Prognosis has to do with patient characteristics that are associated with outcomes of interest. For instance, older age, severe disease, and lower socioeconomic status are all typically associated with prognosis. Patients are often interested in their prognosis: how quickly will I recover from this injury? with my new cancer diagnosis, how long do I have to live.
The issue of baseline risk in the context of guidelines is a particular application of prognostic information. Given that relative effects are almost always similar across prognostic categories (and thus across baseline risk) absolute treatment effects will be greater in the old than the young, those more severely versus less severely diseased, and those who are poorer than richer. That is, patients with poorer prognosis will have larger treatment effects than those with better prognosis. Given the resultant greater net benefit, we are more likely to recommend treatment to the older, sicker, and poorer.
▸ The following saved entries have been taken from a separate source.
//! Publish command: credentials, identity, notes, then the edit workflow.

use crate::cli::RuntimeConfig;
use crate::config::{ApiSettings, PublishConfig};
use crate::credentials::{ANDROID_PUBLISHER_SCOPE, ServiceAccountCredentials};
use crate::error::{ArtifactError, Result};
use crate::play::AndroidPublisherClient;
use crate::publish::{
    ProgressReporter, PublishOutcome, Publisher, ReleaseRequest, build_release_notes,
    resolve_identity,
};

/// Publish the configured binary with the real Play client
pub async fn execute_publish(
    config: &PublishConfig,
    runtime: &RuntimeConfig,
) -> Result<PublishOutcome> {
    if !config.artifact_path.is_file() {
        return Err(ArtifactError::NotFound {
            path: config.artifact_path.clone(),
        }
        .into());
    }

    runtime.step("Loading account credentials...");
    let credentials =
        ServiceAccountCredentials::from_file(&config.key_path, &[ANDROID_PUBLISHER_SCOPE])?;
    runtime.detail(&format!("Service account: {}", credentials.client_email()));

    let identity = resolve_identity(config, runtime)?;

    runtime.step("Loading release notes...");
    let release_notes = build_release_notes(&config.notes)?;
    if release_notes.is_empty() {
        runtime.detail("No release notes");
    }

    runtime.step("Initialising publisher service...");
    let settings = ApiSettings::from_env();
    let client = AndroidPublisherClient::new(credentials, &settings, &identity.name)?;

    let request = ReleaseRequest {
        package_name: identity.package_name,
        track: config.track.clone(),
        kind: config.kind,
        artifact_path: config.artifact_path.clone(),
        release_notes,
    };

    let outcome = Publisher::new(&client, runtime).publish(&request).await?;
    Ok(outcome)
}
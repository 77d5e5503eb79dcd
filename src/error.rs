//! Error types for the radio client

use thiserror::Error;

/// Main error type for the application
#[derive(Error, Debug)]
pub enum Error {
    #[error("Audio error: {0}")]
    Audio(#[from] AudioError),

    #[error("Codec error: {0}")]
    Codec(#[from] CodecError),

    #[error("Network error: {0}")]
    Network(#[from] NetworkError),

    #[error("Protocol error: {0}")]
    Protocol(#[from] ProtocolError),

    #[error("Configuration error: {0}")]
    Config(String),

    #[error("IO error: {0}")]
    Io(#[from] std::io::Error),
}

/// Audio output errors
#[derive(Error, Debug)]
pub enum AudioError {
    #[error("Device not found: {0}")]
    DeviceNotFound(String),

    #[error("Failed to open stream: {0}")]
    StreamError(String),
}

/// Codec errors
#[derive(Error, Debug)]
pub enum CodecError {
    #[error("Decoder initialization failed: {0}")]
    DecoderInit(String),

    #[error("Decoding failed: {0}")]
    DecodingFailed(String),

    #[error("Invalid Ogg page: {0}")]
    InvalidPage(String),

    #[error("Output buffer too small: need {needed} bytes, have {available}")]
    BufferTooSmall { needed: usize, available: usize },
}

/// Network errors
#[derive(Error, Debug)]
pub enum NetworkError {
    #[error("Connection failed: {0}")]
    ConnectionFailed(String),

    #[error("Request failed: {0}")]
    RequestFailed(String),

    #[error("Server rejected request: {0}")]
    Rejected(String),

    #[error("Invalid URL: {0}")]
    InvalidUrl(String),
}

/// Wire protocol errors
#[derive(Error, Debug)]
pub enum ProtocolError {
    #[error("Malformed message: {0}")]
    MalformedMessage(String),
}

impl From<serde_json::Error> for ProtocolError {
    fn from(err: serde_json::Error) -> Self {
        ProtocolError::MalformedMessage(err.to_string())
    }
}

impl From<reqwest::Error> for NetworkError {
    fn from(err: reqwest::Error) -> Self {
        NetworkError::RequestFailed(err.to_string())
    }
}

/// Result type alias for the application
pub type Result<T> = std::result::Result<T, Error>;
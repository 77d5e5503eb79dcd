//! In-crate fakes shared by the unit tests

use parking_lot::Mutex;
use std::collections::HashSet;
use std::sync::atomic::{AtomicBool, Ordering};
use std::sync::Arc;

use crate::audio::analyser::{create_shared_analyser, SharedAnalyser};
use crate::audio::output::{AudioOutput, OutputFactory, SourceId};
use crate::audio::pcm::StereoBuffer;
use crate::codec::decoder::PageDecoder;
use crate::controller::{SessionObserver, SessionState, StatusReport};
use crate::error::{AudioError, CodecError};
use crate::network::http::StationData;
use crate::network::transport::{ConnectionId, StreamKind, TransportConnector};
use crate::now_playing::Clock;

/// Clock the test moves by hand
#[derive(Debug, Clone, Default)]
pub(crate) struct ManualClock {
    now: Arc<Mutex<f64>>,
}

impl ManualClock {
    pub(crate) fn new(now_ms: f64) -> Self {
        Self {
            now: Arc::new(Mutex::new(now_ms)),
        }
    }

    pub(crate) fn set(&self, now_ms: f64) {
        *self.now.lock() = now_ms;
    }

    pub(crate) fn advance(&self, ms: f64) {
        *self.now.lock() += ms;
    }
}

impl Clock for ManualClock {
    fn now_ms(&self) -> f64 {
        *self.now.lock()
    }
}

/// A call made on a [`FakeOutput`]
#[derive(Debug, Clone, PartialEq)]
pub(crate) enum OutputCall {
    Start { id: SourceId, when: f64, frames: usize },
    Stop { id: SourceId, when: f64 },
    Disconnect(SourceId),
    Ramp { target: f32, duration: f64 },
    Close,
}

#[derive(Debug)]
struct FakeOutputState {
    time: f64,
    gain: f32,
    next_id: u64,
    closed: bool,
    calls: Vec<OutputCall>,
}

/// Output device recording every call; clones share state
#[derive(Clone)]
pub(crate) struct FakeOutput {
    state: Arc<Mutex<FakeOutputState>>,
    analyser: SharedAnalyser,
}

impl FakeOutput {
    pub(crate) fn new() -> Self {
        Self {
            state: Arc::new(Mutex::new(FakeOutputState {
                time: 0.0,
                gain: 1.0,
                next_id: 0,
                closed: false,
                calls: Vec::new(),
            })),
            analyser: create_shared_analyser(16),
        }
    }

    pub(crate) fn set_time(&self, seconds: f64) {
        self.state.lock().time = seconds;
    }

    pub(crate) fn calls(&self) -> Vec<OutputCall> {
        self.state.lock().calls.clone()
    }

    /// `(id, when)` of every started source
    pub(crate) fn starts(&self) -> Vec<(SourceId, f64)> {
        self.state
            .lock()
            .calls
            .iter()
            .filter_map(|call| match call {
                OutputCall::Start { id, when, .. } => Some((*id, *when)),
                _ => None,
            })
            .collect()
    }

    pub(crate) fn is_closed(&self) -> bool {
        self.state.lock().closed
    }
}

impl AudioOutput for FakeOutput {
    fn current_time(&self) -> f64 {
        self.state.lock().time
    }

    fn start_source(&mut self, buffer: StereoBuffer, when: f64) -> SourceId {
        let mut state = self.state.lock();
        let id = SourceId(state.next_id);
        state.next_id += 1;
        state.calls.push(OutputCall::Start {
            id,
            when,
            frames: buffer.frames(),
        });
        id
    }

    fn stop_source(&mut self, id: SourceId, when: f64) {
        self.state.lock().calls.push(OutputCall::Stop { id, when });
    }

    fn disconnect_source(&mut self, id: SourceId) {
        self.state.lock().calls.push(OutputCall::Disconnect(id));
    }

    fn ramp_gain(&mut self, target: f32, duration: f64) {
        let mut state = self.state.lock();
        state.gain = target;
        state.calls.push(OutputCall::Ramp { target, duration });
    }

    fn gain(&self) -> f32 {
        self.state.lock().gain
    }

    fn analyser(&self) -> SharedAnalyser {
        self.analyser.clone()
    }

    fn close(&mut self) {
        let mut state = self.state.lock();
        state.closed = true;
        state.calls.push(OutputCall::Close);
    }
}

/// Hands out [`FakeOutput`]s and keeps a handle to each
#[derive(Clone, Default)]
pub(crate) struct FakeOutputFactory {
    opened: Arc<Mutex<Vec<FakeOutput>>>,
    fail_next: Arc<AtomicBool>,
}

impl FakeOutputFactory {
    pub(crate) fn new() -> Self {
        Self::default()
    }

    pub(crate) fn opened(&self) -> Vec<FakeOutput> {
        self.opened.lock().clone()
    }

    pub(crate) fn latest(&self) -> Option<FakeOutput> {
        self.opened.lock().last().cloned()
    }

    pub(crate) fn fail_next_open(&self) {
        self.fail_next.store(true, Ordering::SeqCst);
    }
}

impl OutputFactory for FakeOutputFactory {
    fn open(&mut self) -> Result<Box<dyn AudioOutput>, AudioError> {
        if self.fail_next.swap(false, Ordering::SeqCst) {
            return Err(AudioError::DeviceNotFound("fake".to_string()));
        }
        let output = FakeOutput::new();
        self.opened.lock().push(output.clone());
        Ok(Box::new(output))
    }
}

/// Decoder producing `bytes_per_packet` bytes of silence per packet
///
/// The packet `b"fail"` fails to decode.
#[derive(Debug, Default)]
pub(crate) struct StubDecoder {
    bytes_per_packet: usize,
    pub(crate) seen_previous: Vec<Option<Vec<u8>>>,
}

impl StubDecoder {
    pub(crate) fn new(bytes_per_packet: usize) -> Self {
        Self {
            bytes_per_packet,
            seen_previous: Vec::new(),
        }
    }
}

impl PageDecoder for StubDecoder {
    fn size_needed(&self, _current: &[u8]) -> Result<usize, CodecError> {
        Ok(self.bytes_per_packet)
    }

    fn decode_into(&mut self, current: &[u8], previous: Option<&[u8]>, out: &mut [u8]) -> Result<usize, CodecError> {
        self.seen_previous.push(previous.map(<[u8]>::to_vec));
        if current == b"fail" {
            return Err(CodecError::DecodingFailed("stub failure".to_string()));
        }
        out.fill(0);
        Ok(out.len())
    }
}

#[derive(Debug, Default)]
struct ConnectorLog {
    next_id: u64,
    opened: Vec<(ConnectionId, StreamKind, String)>,
    open: HashSet<ConnectionId>,
    closed: Vec<ConnectionId>,
}

/// Connector that only records; clones share the log
#[derive(Debug, Clone, Default)]
pub(crate) struct RecordingConnector {
    log: Arc<Mutex<ConnectorLog>>,
}

impl RecordingConnector {
    pub(crate) fn new() -> Self {
        Self::default()
    }

    pub(crate) fn opened(&self) -> Vec<(ConnectionId, StreamKind, String)> {
        self.log.lock().opened.clone()
    }

    pub(crate) fn closed(&self) -> Vec<ConnectionId> {
        self.log.lock().closed.clone()
    }

    /// Currently open ids of `kind`
    pub(crate) fn open_ids(&self, kind: StreamKind) -> Vec<ConnectionId> {
        let log = self.log.lock();
        log.opened
            .iter()
            .filter(|(id, k, _)| *k == kind && log.open.contains(id))
            .map(|(id, _, _)| *id)
            .collect()
    }

    /// Most recently opened id of `kind`
    pub(crate) fn latest(&self, kind: StreamKind) -> Option<ConnectionId> {
        self.log
            .lock()
            .opened
            .iter()
            .rev()
            .find(|(_, k, _)| *k == kind)
            .map(|(id, _, _)| *id)
    }

    /// The remote end went away without a close from our side
    pub(crate) fn drop_remote(&self, id: ConnectionId) {
        self.log.lock().open.remove(&id);
    }
}

impl TransportConnector for RecordingConnector {
    fn open(&mut self, kind: StreamKind, station: &str) -> ConnectionId {
        let mut log = self.log.lock();
        log.next_id += 1;
        let id = ConnectionId(log.next_id);
        log.opened.push((id, kind, station.to_string()));
        log.open.insert(id);
        id
    }

    fn close(&mut self, id: ConnectionId) {
        let mut log = self.log.lock();
        log.open.remove(&id);
        log.closed.push(id);
    }

    fn is_open(&self, id: ConnectionId) -> bool {
        self.log.lock().open.contains(&id)
    }
}

/// Something a [`RecordingObserver`] saw
#[derive(Debug, Clone, PartialEq)]
pub(crate) enum Observed {
    State(SessionState),
    Title(String),
    Listeners(u32),
    Alert(String),
    Notice(String),
    StationData(String, StationData),
    Queue(Vec<String>),
    Stations(Vec<String>),
    Status(StatusReport),
}

#[derive(Debug, Clone, Default)]
pub(crate) struct RecordingObserver {
    events: Arc<Mutex<Vec<Observed>>>,
}

impl RecordingObserver {
    pub(crate) fn new() -> Self {
        Self::default()
    }

    pub(crate) fn events(&self) -> Vec<Observed> {
        self.events.lock().clone()
    }

    pub(crate) fn titles(&self) -> Vec<String> {
        self.events()
            .into_iter()
            .filter_map(|e| match e {
                Observed::Title(t) => Some(t),
                _ => None,
            })
            .collect()
    }

    pub(crate) fn alerts(&self) -> Vec<String> {
        self.events()
            .into_iter()
            .filter_map(|e| match e {
                Observed::Alert(a) => Some(a),
                _ => None,
            })
            .collect()
    }

    pub(crate) fn states(&self) -> Vec<SessionState> {
        self.events()
            .into_iter()
            .filter_map(|e| match e {
                Observed::State(s) => Some(s),
                _ => None,
            })
            .collect()
    }

    fn push(&self, event: Observed) {
        self.events.lock().push(event);
    }
}

impl SessionObserver for RecordingObserver {
    fn state_changed(&mut self, state: SessionState) {
        self.push(Observed::State(state));
    }

    fn title_changed(&mut self, title: &str) {
        self.push(Observed::Title(title.to_string()));
    }

    fn listeners_changed(&mut self, count: u32) {
        self.push(Observed::Listeners(count));
    }

    fn alert(&mut self, message: &str) {
        self.push(Observed::Alert(message.to_string()));
    }

    fn notice(&mut self, message: &str) {
        self.push(Observed::Notice(message.to_string()));
    }

    fn station_data_changed(&mut self, station: &str, data: &StationData) {
        self.push(Observed::StationData(station.to_string(), data.clone()));
    }

    fn queue_changed(&mut self, queue: &[String]) {
        self.push(Observed::Queue(queue.to_vec()));
    }

    fn stations_listed(&mut self, stations: &[String]) {
        self.push(Observed::Stations(stations.to_vec()));
    }

    fn status(&mut self, report: &StatusReport) {
        self.push(Observed::Status(report.clone()));
    }
}
//! Output graph contract
//!
//! A device exposes its own clock and a fixed graph:
//! per-buffer source → shared gain → shared analyser → speakers.
//! Times are seconds on the device clock.

use crate::audio::analyser::SharedAnalyser;
use crate::audio::pcm::StereoBuffer;
use crate::error::AudioError;

/// Handle to one scheduled source
#[derive(Debug, Clone, Copy, PartialEq, Eq, Hash)]
pub struct SourceId(pub u64);

/// An open output device
pub trait AudioOutput {
    /// Audio clock: seconds of audio the device has played since it opened
    fn current_time(&self) -> f64;

    /// Connect `buffer` to the gain stage, starting at `when`
    ///
    /// A start time already in the past plays immediately.
    fn start_source(&mut self, buffer: StereoBuffer, when: f64) -> SourceId;

    /// Silence a source from `when`; unknown or finished sources are ignored
    fn stop_source(&mut self, id: SourceId, when: f64);

    /// Remove a source from the graph; unknown sources are ignored
    fn disconnect_source(&mut self, id: SourceId);

    /// Linear gain ramp from the current value to `target` over `duration` seconds
    fn ramp_gain(&mut self, target: f32, duration: f64);

    /// Gain right now
    fn gain(&self) -> f32;

    /// Visualization tap after the gain stage
    fn analyser(&self) -> SharedAnalyser;

    /// Release the device; every source is dropped
    fn close(&mut self);
}

/// Opens fresh output devices (one per resume)
pub trait OutputFactory {
    fn open(&mut self) -> Result<Box<dyn AudioOutput>, AudioError>;
}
Should the consideration of baseline risk form an independent prognostic question for a guideline, or is it a subsidiary issue in each PICO that all guidelines should consider (even if the guideline does not focus on prognosis)? The answer is yes: all guideline panels should bear in mind issues of baseline risk (that is, issues of prognosis) and it is thus a potential independent prognostic question in each guideline recommendation. And yes, baseline risk/prognosis is a subsidiary or secondary issue that all guidelines consider even if their focus is not on prognosis.